I've been a little obsessed recently with why PageDraw failed (https://news.ycombinator.com/item?id=16467387). Pagedraw promised to generate react code from sketch or figma designs.
It would make my life much easier if they had succeeded. In that world, when my cofounder and I finish polishing our designs in figma, we click a button and (most of) the React UI code is written for us. All we would have to do is wire up the generated components to data sources, and voila. Take the rest of the day off.
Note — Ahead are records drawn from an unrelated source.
//! Global constants used throughout weave.
//!
//! File names, header text, format versions and the numeric defaults used by
//! more than one module live here.

use std::time::Duration;

/// Name of the project configuration file searched for in the working directory
/// and its parents.
pub const CONFIG_FILE_NAME: &str = "weave.toml";

/// Default location of the persisted history index, relative to the repository root.
pub const DEFAULT_CACHE_FILE: &str = ".weave-cache.json";

/// Format version written into the history index. Readers reject newer versions.
pub const CACHE_FORMAT_VERSION: u32 = 1;

/// Attribution text that opens every provenance header.
pub const HEADER_ATTRIBUTION: &str = "Objects below have been imported from";

/// Label that precedes the commit hash on the header data line.
pub const COMMIT_LABEL: &str = "git";

/// Callee names whose arguments the host runtime requires to be literals.
pub const DEFAULT_LITERAL_CALL_SITES: &[&str] = &["requires", "fetch_account_data"];

/// Host API modules from which every name may be imported.
pub const DEFAULT_HOST_MODULES: &[&str] = &["contracts_api"];

/// Development-only modules whose imports are dropped from rendered output.
pub const DEFAULT_IGNORED_MODULES: &[&str] = &["contracts_api_extensions"];

/// Number of commits whose blobs are read and checksummed concurrently.
pub const DEFAULT_INDEX_WORKERS: usize = 8;

/// Newly indexed commits between intermediate cache saves.
pub const DEFAULT_CHECKPOINT_INTERVAL: usize = 500;

/// Timeout for a single git invocation while walking history.
///
/// Blob reads and tree diffs on large repositories stay well below this.
pub const GIT_COMMAND_TIMEOUT: Duration = Duration::from_secs(300);

/// Environment variable that disables progress bars.
pub const NO_PROGRESS_ENV: &str = "WEAVE_NO_PROGRESS";

/// Environment variable naming an explicit configuration file.
pub const CONFIG_ENV: &str = "WEAVE_CONFIG";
If it had worked well, it could automate a good amount of the boring UI work I need to do on a consistent basis. Why am I still manually writing styled components when the information is all there in figma already?
What do you think, HN?
Curious if anyone knows of great solutions for this problem or thinks that something like this should (or shouldn't / couldn't) exist.
What do folks think of Anima? https://www.animaapp.com/blog/design-to-code/how-to-export-figma-to-react/
Or Overlay? https://www.overlay-tech.com/
Figma's own blog post on this: https://www.figma.com/blog/introducing-figma-to-react/
A reddit discussion: https://www.reddit.com/r/FigmaDesign/comments/ht9krs/best_way_to_convert_designs_from_figma_to_react/
Is anyone else working on this?
Another problem is that most product teams don't just need to generate code once but also keep it in sync with Figma. As far as I can tell, no one has solved the syncing problem in either direction particularly well. I actually think syncing from React -> Figma is not fundamentally difficult but you need to build a big hairy compiler to deal with any React + styling code which would be a PITA. Going in the other direction is more fundamentally difficult I think, probably needs very good machine learning as well.
Also, always love to hear more details about precisely what's so painful and boring about the way you deal with it now?